### [PROBLEM]
Every record must be retyped exactly as it reads.

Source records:
use serde::{Deserialize, Serialize};
use std::env;
use std::path::{Path, PathBuf};
use std::time::Duration;

use crate::analytics::{StoreConfig, DEFAULT_VARIANCE};
use crate::trends::AnalyzerConfig;

#[derive(Debug, Clone, Serialize, Deserialize)]
#[serde(default)]
pub struct ServerConfig {
    pub host: String,
    pub port: u16,
    /// Built dashboard to serve at `/`.
    pub web_root: Option<String>,
}

impl Default for ServerConfig {
    fn default() -> Self {
        Self {
            host: "127.0.0.1".to_string(),
            port: 8787,
            web_root: None,
        }
    }
}

#[derive(Debug, Clone, Serialize, Deserialize)]
#[serde(default)]
pub struct LoggingConfig {
    pub level: String,
}

impl Default for LoggingConfig {
    fn default() -> Self {
        Self {
            level: "info".to_string(),
        }
    }
}

#[derive(Debug, Clone, Serialize, Deserialize)]
#[serde(default)]
pub struct AnalyticsConfig {
    pub variance: f64,
    pub seed: Option<u64>,
}

impl Default for AnalyticsConfig {
    fn default() -> Self {
        Self {
            variance: DEFAULT_VARIANCE,
            seed: None,
        }
    }
}

#[derive(Debug, Clone, Serialize, Deserialize)]
#[serde(default)]
pub struct StoreSettings {
    /// Zero keeps snapshots until restart.
    pub ttl_secs: u64,
    pub max_users: usize,
}

impl Default for StoreSettings {
    fn default() -> Self {
        Self {
            ttl_secs: 3600,
            max_users: 10_000,
        }
    }
}

impl StoreSettings {
    pub fn to_store_config(&self) -> StoreConfig {
        StoreConfig {
            ttl: non_zero_secs(self.ttl_secs),
            max_users: self.max_users,
        }
    }
}

#[derive(Debug, Clone, Serialize, Deserialize)]
#[serde(default)]
pub struct TrendsConfig {
    /// Zero disables the trending-list cache.
    pub cache_ttl_secs: u64,
    pub items_per_category: usize,
}

impl Default for TrendsConfig {
    fn default() -> Self {
        Self {
            cache_ttl_secs: 900,
            items_per_category: 10,
        }
    }
}

#[derive(Debug, Clone, Serialize, Deserialize)]
#[serde(default)]
pub struct AiConfig {
    pub enabled: bool,
    pub api_base: String,
    pub model: String,
    /// Environment variable holding the API key.
    pub api_key_env: String,
    pub timeout_ms: u64,
    pub temperature: f64,
}

impl Default for AiConfig {
    fn default() -> Self {
        Self {
            enabled: true,
            api_base: "https://api.openai.com/v1".to_string(),
            model: "gpt-4o-mini".to_string(),
            api_key_env: "OPENAI_API_KEY".to_string(),
            timeout_ms: 15_000,
            temperature: 0.7,
        }
    }
}

#[derive(Debug, Clone, Default, Serialize, Deserialize)]
#[serde(default)]
pub struct AppConfig {
    pub server: ServerConfig,
    pub logging: LoggingConfig,
    pub analytics: AnalyticsConfig,
    pub store: StoreSettings,
    pub trends: TrendsConfig,
    pub ai: AiConfig,
}

impl AppConfig {
    pub fn load(path: Option<PathBuf>) -> Result<(Self, Option<PathBuf>), String> {
        let config_path = path.or_else(default_config_path);
        let mut config = if let Some(path) = config_path.as_ref() {
            if path.exists() {
                let contents = std::fs::read_to_string(path)
                    .map_err(|err| format!("failed to read config: {}", err))?;
                Self::from_toml(&contents)?
            } else {
                AppConfig::default()
            }
        } else {
            AppConfig::default()
        };

        config.apply_env_overrides();
        Ok((config, config_path))
    }

    pub fn from_toml(contents: &str) -> Result<Self, String> {
        toml::from_str(contents).map_err(|err| format!("failed to parse config: {}", err))
    }

    pub fn write(&self, path: &Path) -> Result<(), String> {
        if let Some(parent) = path.parent() {
            std::fs::create_dir_all(parent)
                .map_err(|err| format!("failed to create config dir: {}", err))?;
        }
        let payload = toml::to_string_pretty(self)
            .map_err(|err| format!("failed to serialize config: {}", err))?;
        std::fs::write(path, payload).map_err(|err| format!("failed to write config: {}", err))?;
        Ok(())
    }

    pub fn analyzer_config(&self) -> AnalyzerConfig {
        AnalyzerConfig {
            seed: self.analytics.seed,
            cache_ttl: non_zero_secs(self.trends.cache_ttl_secs),
            items_per_category: self.trends.items_per_category,
        }
    }

    fn apply_env_overrides(&mut self) {
        if let Some(host) = env_string("INSIGHTS_HOST") {
            self.server.host = host;
        }
        if let Some(port) = env_parse::<u16>("INSIGHTS_PORT") {
            self.server.port = port;
        }
        if let Some(web_root) = env_string("INSIGHTS_WEB_ROOT") {
            self.server.web_root = Some(web_root);
        }
        if let Some(variance) = env_parse::<f64>("INSIGHTS_VARIANCE") {
            self.analytics.variance = variance;
        }
        if let Some(seed) = env_parse::<u64>("INSIGHTS_SEED") {
            self.analytics.seed = Some(seed);
        }
        if let Some(ttl) = env_parse::<u64>("INSIGHTS_STORE_TTL_SECS") {
            self.store.ttl_secs = ttl;
        }
        if let Some(max_users) = env_parse::<usize>("INSIGHTS_STORE_MAX_USERS") {
            self.store.max_users = max_users;
        }
        if let Some(ttl) = env_parse::<u64>("INSIGHTS_TRENDS_TTL_SECS") {
            self.trends.cache_ttl_secs = ttl;
        }
        if let Some(api_base) = env_string("AI_API_BASE") {
            self.ai.api_base = api_base;
        }
        if let Some(model) = env_string("AI_MODEL") {
            self.ai.model = model;
        }
        if let Some(timeout) = env_parse::<u64>("AI_TIMEOUT_MS") {
            self.ai.timeout_ms = timeout;
        }
    }
}

fn default_config_path() -> Option<PathBuf> {
    env::var("INSIGHTS_CONFIG_PATH")
        .ok()
        .filter(|value| !value.trim().is_empty())
        .map(PathBuf::from)
        .or_else(|| Some(PathBuf::from("config/insights.toml")))
}

fn env_string(name: &str) -> Option<String> {
    env::var(name).ok().filter(|value| !value.trim().is_empty())
}

fn env_parse<T: std::str::FromStr>(name: &str) -> Option<T> {
    env_string(name).and_then(|value| value.trim().parse::<T>().ok())
}

fn non_zero_secs(secs: u64) -> Option<Duration> {
    if secs == 0 {
        None
    } else {
        Some(Duration::from_secs(secs))
    }
}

### [YOUR SOLUTION]
use serde::{Deserialize, Serialize};
use std::env;
use std::path::{Path, PathBuf};
use std::time::Duration;

use crate::analytics::{StoreConfig, DEFAULT_VARIANCE};
use crate::trends::AnalyzerConfig;

#[derive(Debug, Clone, Serialize, Deserialize)]
#[serde(default)]
pub struct ServerConfig {
    pub host: String,
    pub port: u16,
    /// Built dashboard to serve at `/`.
    pub web_root: Option<String>,
}

impl Default for ServerConfig {
    fn default() -> Self {
        Self {
            host: "127.0.0.1".to_string(),
            port: 8787,
            web_root: None,
        }
    }
}

#[derive(Debug, Clone, Serialize, Deserialize)]
#[serde(default)]
pub struct LoggingConfig {
    pub level: String,
}

impl Default for LoggingConfig {
    fn default() -> Self {
        Self {
            level: "info".to_string(),
        }
    }
}

#[derive(Debug, Clone, Serialize, Deserialize)]
#[serde(default)]
pub struct AnalyticsConfig {
    pub variance: f64,
    pub seed: Option<u64>,
}

impl Default for AnalyticsConfig {
    fn default() -> Self {
        Self {
            variance: DEFAULT_VARIANCE,
            seed: None,
        }
    }
}

#[derive(Debug, Clone, Serialize, Deserialize)]
#[serde(default)]
pub struct StoreSettings {
    /// Zero keeps snapshots until restart.
    pub ttl_secs: u64,
    pub max_users: usize,
}

impl Default for StoreSettings {
    fn default() -> Self {
        Self {
            ttl_secs: 3600,
            max_users: 10_000,
        }
    }
}

impl StoreSettings {
    pub fn to_store_config(&self) -> StoreConfig {
        StoreConfig {
            ttl: non_zero_secs(self.ttl_secs),
            max_users: self.max_users,
        }
    }
}

#[derive(Debug, Clone, Serialize, Deserialize)]
#[serde(default)]
pub struct TrendsConfig {
    /// Zero disables the trending-list cache.
    pub cache_ttl_secs: u64,
    pub items_per_category: usize,
}

impl Default for TrendsConfig {
    fn default() -> Self {
        Self {
            cache_ttl_secs: 900,
            items_per_category: 10,
        }
    }
}

#[derive(Debug, Clone, Serialize, Deserialize)]
#[serde(default)]
pub struct AiConfig {
    pub enabled: bool,
    pub api_base: String,
    pub model: String,
    /// Environment variable holding the API key.
    pub api_key_env: String,
    pub timeout_ms: u64,
    pub temperature: f64,
}

impl Default for AiConfig {
    fn default() -> Self {
        Self {
            enabled: true,
            api_base: "https://api.openai.com/v1".to_string(),
            model: "gpt-4o-mini".to_string(),
            api_key_env: "OPENAI_API_KEY".to_string(),
            timeout_ms: 15_000,
            temperature: 0.7,
        }
    }
}

#[derive(Debug, Clone, Default, Serialize, Deserialize)]
#[serde(default)]
pub struct AppConfig {
    pub server: ServerConfig,
    pub logging: LoggingConfig,
    pub analytics: AnalyticsConfig,
    pub store: StoreSettings,
    pub trends: TrendsConfig,
    pub ai: AiConfig,
}

impl AppConfig {
    pub fn load(path: Option<PathBuf>) -> Result<(Self, Option<PathBuf>), String> {
        let config_path = path.or_else(default_config_path);
        let mut config = if let Some(path) = config_path.as_ref() {
            if path.exists() {
                let contents = std::fs::read_to_string(path)
                    .map_err(|err| format!("failed to read config: {}", err))?;
                Self::from_toml(&contents)?
            } else {
                AppConfig::default()
            }
        } else {
            AppConfig::default()
        };

        config.apply_env_overrides();
        Ok((config, config_path))
    }

    pub fn from_toml(contents: &str) -> Result<Self, String> {
        toml::from_str(contents).map_err(|err| format!("failed to parse config: {}", err))
    }

    pub fn write(&self, path: &Path) -> Result<(), String> {
        if let Some(parent) = path.parent() {
            std::fs::create_dir_all(parent)
                .map_err(|err| format!("failed to create config dir: {}", err))?;
        }
        let payload = toml::to_string_pretty(self)
            .map_err(|err| format!("failed to serialize config: {}", err))?;
        std::fs::write(path, payload).map_err(|err| format!("failed to write config: {}", err))?;
        Ok(())
    }

    pub fn analyzer_config(&self) -> AnalyzerConfig {
        AnalyzerConfig {
            seed: self.analytics.seed,
            cache_ttl: non_zero_secs(self.trends.cache_ttl_secs),
            items_per_category: self.trends.items_per_category,
        }
    }

    fn apply_env_overrides(&mut self) {
        if let Some(host) = env_string("INSIGHTS_HOST") {
            self.server.host = host;
        }
        if let Some(port) = env_parse::<u16>("INSIGHTS_PORT") {
            self.server.port = port;
        }
        if let Some(web_root) = env_string("INSIGHTS_WEB_ROOT") {
            self.server.web_root = Some(web_root);
        }
        if let Some(variance) = env_parse::<f64>("INSIGHTS_VARIANCE") {
            self.analytics.variance = variance;
        }
        if let Some(seed) = env_parse::<u64>("INSIGHTS_SEED") {
            self.analytics.seed = Some(seed);
        }
        if let Some(ttl) = env_parse::<u64>("INSIGHTS_STORE_TTL_SECS") {
            self.store.ttl_secs = ttl;
        }
        if let Some(max_users) = env_parse::<usize>("INSIGHTS_STORE_MAX_USERS") {
            self.store.max_users = max_users;
        }
        if let Some(ttl) = env_parse::<u64>("INSIGHTS_TRENDS_TTL_SECS") {
            self.trends.cache_ttl_secs = ttl;
        }
        if let Some(api_base) = env_string("AI_API_BASE") {
            self.ai.api_base = api_base;
        }
        if let Some(model) = env_string("AI_MODEL") {
            self.ai.model = model;
        }
        if let Some(timeout) = env_parse::<u64>("AI_TIMEOUT_MS") {
            self.ai.timeout_ms = timeout;
        }
    }
}

fn default_config_path() -> Option<PathBuf> {
    env::var("INSIGHTS_CONFIG_PATH")
        .ok()
        .filter(|value| !value.trim().is_empty())
        .map(PathBuf::from)
        .or_else(|| Some(PathBuf::from("config/insights.toml")))
}

fn env_string(name: &str) -> Option<String> {
    env::var(name).ok().filter(|value| !value.trim().is_empty())
}

fn env_parse<T: std::str::FromStr>(name: &str) -> Option<T> {
    env_string(name).and_then(|value| value.trim().parse::<T>().ok())
}

fn non_zero_secs(secs: u64) -> Option<Duration> {
    if secs == 0 {
        None
    } else {
        Some(Duration::from_secs(secs))
    }
}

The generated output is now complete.